Our work presented here is similar in spirit to our recently developed methodology for data fusion via collective matrix factorization (Žitnik and Zupan, 2015). The methodology therein can jointly model any number of datasets that can be represented with matrices. Unlike existing data integration approaches, it does not require transforming data into a common data space (e.g. a gene space). We applied this methodology to mining disease-disease associations (Žitnik et al., 2013), predicting drug toxicity (Žitnik and Zupan, 2014) and gene functions (Žitnik and Zupan, 2015) and observed substantial gains in predictive accuracy. While both our work here and in Žitnik and Zupan (2015) rely on latent factor models, they are substantially different from one another. First, FuseNet builds on the Markov network theory, whereas previously we considered matrix decomposition. Second, FuseNet is a probabilistic model that explicitly considers various data distributions, and third, FuseNet is a network inference approach, whereas our previous works focused on matrix completion.

3 Methods

FuseNet takes as its input a collection of datasets where each dataset consists of a set of gene profiles (Fig. 1). Gene profiles can be heterogeneous and belong to different data types, e.g. data can be continuous, discrete or categorical. For example, measurements from RNA-sequencing represent the numbers of fragments that were mapped to a specific genomic location (Wang et al., 2009). The RNA-sequencing expression values are then non-negative and integer valued and, hence, are not approximately Gaussian, but rather follow the Poisson or negative binomial distribution. This is in contrast to copy number variation data and mutation data, i.e. single-base substitutions, short indels, or multiple base substitutions, that might be modeled better with multinomial or categorical distributions. On the other end of spectrum are microarray gene expression data, which are approximately Gaussian distributed.

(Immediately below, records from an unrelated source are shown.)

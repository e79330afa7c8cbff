//! The same behaviour is required from every storage backing, so each test
//! here runs once against the in-memory maps and once against SQLite.

use chrono::NaiveDate;
use filmorate_common::{Film, FriendStatus, Genre, Id, Mpa, User, ValidationError};
use filmorate_server::storage::{Storage, StorageError, DEFAULT_POPULAR_COUNT};

macro_rules! contract_tests {
    ($backing:ident, $open:expr, [$($name:ident),+ $(,)?]) => {
        mod $backing {
            $(
                #[test]
                fn $name() {
                    super::$name($open);
                }
            )+
        }
    };
}

macro_rules! all_contract_tests {
    ($backing:ident, $open:expr) => {
        contract_tests!($backing, $open, [
            release_date_boundary,
            find_by_id_returns_added_film,
            ids_are_monotonic,
            unknown_references_are_not_found,
            update_missing_film_is_not_found,
            update_replaces_film_fields,
            user_login_and_default_name,
            update_missing_user_is_not_found,
            update_replaces_user_fields_and_keeps_friends,
            add_friend_is_symmetric,
            repeated_add_friend_conflicts,
            delete_friend_twice_fails,
            friend_operations_need_existing_users,
            self_friendship_is_rejected,
            common_friends_is_the_intersection,
            find_best_orders_by_like_count,
            find_best_limits_and_breaks_ties_by_id,
            put_like_checks_film_and_user,
            delete_like_removes_only_that_pairing,
            catalog_lookups,
        ]);
    };
}

all_contract_tests!(memory, filmorate_server::storage::Storage::in_memory());
all_contract_tests!(sqlite, filmorate_server::storage::Storage::sqlite_in_memory().expect("open sqlite"));

fn date(y: i32, m: u32, d: u32) -> NaiveDate {
    NaiveDate::from_ymd_opt(y, m, d).unwrap()
}

fn terminator() -> Film {
    Film::new("Terminator", "Full termination", date(1984, 10, 26), 107, 4).with_genres([6, 4])
}

fn avatar() -> Film {
    Film::new("Avatar", "Avatars planet fantasy", date(2009, 12, 18), 162, 3)
}

fn titanic() -> Film {
    Film::new("Titanic", "Titanic is sinking", date(1997, 12, 19), 195, 3).with_genres([2])
}

fn user(login: &str) -> User {
    User::new(format!("{login}@mail.com"), login, "", date(1980, 1, 1))
}

fn users(storage: &Storage, count: usize) -> Vec<Id> {
    (0..count)
        .map(|n| storage.users.create(user(&format!("user{n}"))).unwrap().id)
        .collect()
}

fn friend_ids(users: Vec<User>) -> Vec<Id> {
    users.into_iter().map(|u| u.id).collect()
}

fn film_ids(films: Vec<Film>) -> Vec<Id> {
    films.into_iter().map(|f| f.id).collect()
}

fn release_date_boundary(storage: Storage) {
    let mut early = terminator();
    early.release_date = date(1895, 12, 27);
    let err = storage.films.add(early).unwrap_err();
    assert!(matches!(err, StorageError::Validation(ValidationError::ReleaseDate(_))));

    let mut first = terminator();
    first.release_date = date(1895, 12, 28);
    assert_eq!(storage.films.add(first).unwrap().release_date, date(1895, 12, 28));
}

fn find_by_id_returns_added_film(storage: Storage) {
    let added = storage.films.add(terminator()).unwrap();
    let found = storage.films.find_by_id(added.id).unwrap();
    assert_eq!(found, added);

    let mut expected = terminator();
    expected.id = added.id;
    expected.mpa = Mpa::new(4, "R");
    expected.genres = vec![Genre::new(4, "Thriller"), Genre::new(6, "Action")];
    assert_eq!(found, expected);
}

fn ids_are_monotonic(storage: Storage) {
    let ids = film_ids(vec![
        storage.films.add(terminator()).unwrap(),
        storage.films.add(avatar()).unwrap(),
        storage.films.add(titanic()).unwrap(),
    ]);
    assert_eq!(ids, vec![1, 2, 3]);
    assert_eq!(film_ids(storage.films.find_all().unwrap()).len(), 3);
    assert_eq!(users(&storage, 2), vec![1, 2]);
}

fn unknown_references_are_not_found(storage: Storage) {
    let mut film = avatar();
    film.mpa = Mpa::reference(42);
    assert!(matches!(
        storage.films.add(film).unwrap_err(),
        StorageError::NotFound { entity: "mpa", id: 42 }
    ));
    assert!(matches!(
        storage.films.add(avatar().with_genres([1, 9])).unwrap_err(),
        StorageError::NotFound { entity: "genre", id: 9 }
    ));
    assert!(matches!(storage.films.find_by_id(1).unwrap_err(), StorageError::NotFound { entity: "film", id: 1 }));
    assert!(storage.films.find_all().unwrap().is_empty());
}

fn update_missing_film_is_not_found(storage: Storage) {
    storage.films.add(terminator()).unwrap();
    let mut film = avatar();
    film.id = 10;
    assert!(matches!(storage.films.update(film).unwrap_err(), StorageError::NotFound { entity: "film", id: 10 }));
}

fn update_replaces_film_fields(storage: Storage) {
    let added = storage.films.add(terminator()).unwrap();
    let mut changed = titanic();
    changed.id = added.id;
    let updated = storage.films.update(changed).unwrap();

    assert_eq!(updated.name, "Titanic");
    assert_eq!(updated.duration, 195);
    assert_eq!(updated.mpa, Mpa::new(3, "PG-13"));
    assert_eq!(updated.genres, vec![Genre::new(2, "Drama")]);
    assert_eq!(storage.films.find_by_id(added.id).unwrap(), updated);
}

fn user_login_and_default_name(storage: Storage) {
    let err = storage.users.create(User::new("ab@mail.com", "a b", "", date(1980, 1, 1))).unwrap_err();
    assert!(matches!(err, StorageError::Validation(ValidationError::Login(_))));

    let created = storage.users.create(user("terminator")).unwrap();
    assert_eq!(created.name, "terminator");
    assert_eq!(storage.users.find_by_id(created.id).unwrap(), created);
}

fn update_missing_user_is_not_found(storage: Storage) {
    let mut missing = user("twister");
    missing.id = 10;
    assert!(matches!(storage.users.update(missing).unwrap_err(), StorageError::NotFound { entity: "user", id: 10 }));
}

fn update_replaces_user_fields_and_keeps_friends(storage: Storage) {
    let ids = users(&storage, 2);
    storage.users.add_friend(ids[0], ids[1]).unwrap();

    let mut changed = User::new("galileo@mail.com", "galileo", "Galileo", date(1964, 2, 15));
    changed.id = ids[0];
    let updated = storage.users.update(changed).unwrap();

    assert_eq!(updated.name, "Galileo");
    assert_eq!(updated.email, "galileo@mail.com");
    assert_eq!(updated.friends.keys().copied().collect::<Vec<_>>(), vec![ids[1]]);
    assert_eq!(storage.users.find_by_id(ids[0]).unwrap(), updated);
}

fn add_friend_is_symmetric(storage: Storage) {
    let ids = users(&storage, 2);
    let (a, b) = (ids[0], ids[1]);
    let updated = storage.users.add_friend(a, b).unwrap();
    assert_eq!(updated.friends.get(&b), Some(&FriendStatus::Unconfirmed));

    assert_eq!(friend_ids(storage.users.friends(a).unwrap()), vec![b]);
    assert_eq!(friend_ids(storage.users.friends(b).unwrap()), vec![a]);
}

fn repeated_add_friend_conflicts(storage: Storage) {
    let ids = users(&storage, 2);
    storage.users.add_friend(ids[0], ids[1]).unwrap();
    assert!(matches!(storage.users.add_friend(ids[0], ids[1]).unwrap_err(), StorageError::Conflict(_)));
    assert!(matches!(storage.users.add_friend(ids[1], ids[0]).unwrap_err(), StorageError::Conflict(_)));
    assert_eq!(storage.users.friends(ids[0]).unwrap().len(), 1);
}

fn delete_friend_twice_fails(storage: Storage) {
    let ids = users(&storage, 2);
    storage.users.add_friend(ids[0], ids[1]).unwrap();
    let updated = storage.users.delete_friend(ids[1], ids[0]).unwrap();
    assert!(updated.friends.is_empty());
    assert!(storage.users.friends(ids[0]).unwrap().is_empty());
    assert!(storage.users.friends(ids[1]).unwrap().is_empty());

    assert!(matches!(storage.users.delete_friend(ids[0], ids[1]).unwrap_err(), StorageError::Operation(_)));
}

fn friend_operations_need_existing_users(storage: Storage) {
    let ids = users(&storage, 1);
    let missing = 99;
    for err in [
        storage.users.add_friend(ids[0], missing).unwrap_err(),
        storage.users.add_friend(missing, ids[0]).unwrap_err(),
        storage.users.delete_friend(ids[0], missing).unwrap_err(),
        storage.users.friends(missing).unwrap_err(),
        storage.users.common_friends(ids[0], missing).unwrap_err(),
    ] {
        assert!(matches!(err, StorageError::NotFound { entity: "user", id: 99 }), "{err}");
    }
}

fn self_friendship_is_rejected(storage: Storage) {
    let ids = users(&storage, 1);
    let err = storage.users.add_friend(ids[0], ids[0]).unwrap_err();
    assert!(matches!(err, StorageError::Validation(ValidationError::SelfFriendship(_))));
    assert!(storage.users.friends(ids[0]).unwrap().is_empty());
}

fn common_friends_is_the_intersection(storage: Storage) {
    let ids = users(&storage, 6);
    let (a, b) = (ids[0], ids[1]);
    for friend in [ids[4], ids[2], ids[5]] {
        storage.users.add_friend(a, friend).unwrap();
    }
    for friend in [ids[5], ids[3], ids[4]] {
        storage.users.add_friend(b, friend).unwrap();
    }

    let common = storage.users.common_friends(a, b).unwrap();
    assert_eq!(friend_ids(common), vec![ids[4], ids[5]]);
    assert!(storage.users.common_friends(a, ids[3]).unwrap().is_empty());
    // a and b are friends of every common friend.
    assert_eq!(friend_ids(storage.users.common_friends(ids[4], ids[5]).unwrap()), vec![a, b]);
}

fn find_best_orders_by_like_count(storage: Storage) {
    let likers = users(&storage, 3);
    let once = storage.films.add(terminator()).unwrap().id;
    let thrice = storage.films.add(avatar()).unwrap().id;
    let twice = storage.films.add(titanic()).unwrap().id;
    for (film, count) in [(once, 1), (thrice, 3), (twice, 2)] {
        for liker in &likers[..count] {
            storage.films.put_like(film, *liker).unwrap();
        }
    }

    let best = storage.films.find_best(2).unwrap();
    assert_eq!(film_ids(best.clone()), vec![thrice, twice]);
    assert_eq!(best[0].likes.len(), 3);
    assert_eq!(best[1].likes.len(), 2);
}

fn find_best_limits_and_breaks_ties_by_id(storage: Storage) {
    let liker = users(&storage, 1)[0];
    for _ in 0..12 {
        storage.films.add(avatar()).unwrap();
    }
    storage.films.put_like(7, liker).unwrap();

    let best = film_ids(storage.films.find_best(DEFAULT_POPULAR_COUNT).unwrap());
    assert_eq!(best, vec![7, 1, 2, 3, 4, 5, 6, 8, 9, 10]);
    assert_eq!(storage.films.find_best(100).unwrap().len(), 12);
    assert!(storage.films.find_best(0).unwrap().is_empty());
}

fn put_like_checks_film_and_user(storage: Storage) {
    let liker = users(&storage, 1)[0];
    let film = storage.films.add(titanic()).unwrap().id;

    assert!(matches!(storage.films.put_like(film, 42).unwrap_err(), StorageError::Operation(_)));
    assert!(matches!(
        storage.films.put_like(42, liker).unwrap_err(),
        StorageError::NotFound { entity: "film", id: 42 }
    ));

    storage.films.put_like(film, liker).unwrap();
    let liked = storage.films.put_like(film, liker).unwrap();
    assert_eq!(liked.likes.iter().copied().collect::<Vec<_>>(), vec![liker]);
}

fn delete_like_removes_only_that_pairing(storage: Storage) {
    let likers = users(&storage, 2);
    let first = storage.films.add(terminator()).unwrap().id;
    let second = storage.films.add(avatar()).unwrap().id;

    assert!(matches!(storage.films.delete_like(first, likers[0]).unwrap_err(), StorageError::Operation(_)));

    storage.films.put_like(first, likers[0]).unwrap();
    storage.films.put_like(first, likers[1]).unwrap();
    storage.films.put_like(second, likers[0]).unwrap();

    let after = storage.films.delete_like(first, likers[0]).unwrap();
    assert_eq!(after.likes.iter().copied().collect::<Vec<_>>(), vec![likers[1]]);
    assert!(storage.films.find_by_id(second).unwrap().likes.contains(&likers[0]));
    assert!(matches!(storage.films.delete_like(first, likers[0]).unwrap_err(), StorageError::Operation(_)));
}

fn catalog_lookups(storage: Storage) {
    let genres = storage.genres.find_all().unwrap();
    assert_eq!(genres.len(), 6);
    assert_eq!(genres[0], Genre::new(1, "Comedy"));
    assert_eq!(storage.genres.find_by_id(4).unwrap(), Genre::new(4, "Thriller"));
    assert!(matches!(storage.genres.find_by_id(7).unwrap_err(), StorageError::NotFound { entity: "genre", id: 7 }));

    let ratings = storage.mpa.find_all().unwrap();
    assert_eq!(ratings.iter().map(|m| m.name.as_str()).collect::<Vec<_>>(), vec!["G", "PG", "PG-13", "R", "NC-17"]);
    assert_eq!(storage.mpa.find_by_id(5).unwrap(), Mpa::new(5, "NC-17"));
    assert!(matches!(storage.mpa.find_by_id(0).unwrap_err(), StorageError::NotFound { entity: "mpa", id: 0 }));
}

The crucial feature of FuseNet is the representation of model parameters via latent factors. This feature, together with the sharing of latent factors between datasets, allows us to infer a network by simultaneously considering many datasets that each can arise from a different exponential family distribution (Section 3.7).

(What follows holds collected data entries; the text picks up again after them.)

use filmorate_common::Film;

/// Orders films by descending number of likers and keeps the first `count`.
///
/// The sort is stable, so films with equal like counts keep their input order.
pub fn rank_by_likes(films: impl IntoIterator<Item = Film>, count: usize) -> Vec<Film> {
    let mut films: Vec<Film> = films.into_iter().collect();
    films.sort_by(|a, b| b.likes.len().cmp(&a.likes.len()));
    films.truncate(count);
    films
}
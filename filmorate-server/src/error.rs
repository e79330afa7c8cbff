use axum::http::StatusCode;
use axum::response::{IntoResponse, Response};
use axum::Json;
use serde_json::json;
use tracing::{error, warn};

use crate::storage::StorageError;

pub type Result<T> = std::result::Result<T, AppError>;

#[derive(Debug)]
pub struct AppError(anyhow::Error);

impl AppError {
    pub fn status(&self) -> StatusCode {
        match self.0.downcast_ref::<StorageError>() {
            Some(StorageError::Validation(_)) => StatusCode::BAD_REQUEST,
            Some(StorageError::NotFound { .. }) => StatusCode::NOT_FOUND,
            Some(StorageError::Conflict(_)) => StatusCode::CONFLICT,
            _ => StatusCode::INTERNAL_SERVER_ERROR,
        }
    }
}

// Tell axum how to convert `AppError` into a response.
impl IntoResponse for AppError {
    fn into_response(self) -> Response {
        let status = self.status();
        if status.is_server_error() {
            error!(%status, err = %self.0, "Request failed");
        } else {
            warn!(%status, err = %self.0, "Request rejected");
        }
        (status, Json(json!({ "error": self.0.to_string() }))).into_response()
    }
}

// This enables using `?` on anything convertible to `anyhow::Error`, storage
// errors included, inside handlers.
impl<E> From<E> for AppError
where
    E: Into<anyhow::Error>,
{
    fn from(err: E) -> Self {
        Self(err.into())
    }
}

We exemplify FuseNet by deriving Markov network models for two distributions from an exponential family, the Poisson distribution (Section 3.3) and the multinomial distribution (Section 3.5). Since the exponential family includes not only Gaussian but also binomial, multinomial, Poisson, gamma distributions and others, FuseNet can achieve great flexibility in estimating gene networks from diverse data (Section 3.6) and also comes with an efficient algorithm for network structure estimation (Section 3.8).

Our work provides two novel contributions over current approaches to gene network inference discussed in Related work:

• FuseNet simultaneously infers networks from datasets that may be generated by nonidentical distributions, and

• FuseNet estimates large-scale genomic networks from increasingly common non-Gaussian distributed data.

3.1 Preliminaries

3.1.1 Markov networks

A Markov network specifies conditional dependence relationships between genes. In particular, if there is no edge between genes s and t then this implies that the behavior of s is independent of t given the set of immediate neighbors of s. From this local property (Murphy, 2012), one can easily see that two genes (nodes) are conditionally independent given the rest of the genes iff there is no direct edge between them. The conditional independence (Markov) properties permit a rich set of dependencies among the nodes and hence, the connectivity of a Markov network can reveal complex relationships between its nodes (Allen and Liu, 2013; Jalali et al., 2011).

3.1.2 Exponential family

The probability distributions that we study in this article are specific examples of a broad class of distributions called the exponential family (Duda and Hart, 1973). Members of the exponential family have many important properties in common. Given parameters θ, the exponential family of distributions over X is defined to be the set of distributions of the form:

$$P(X)=\exp (\theta B(X)+C(X)-D(\theta )),$$ (1)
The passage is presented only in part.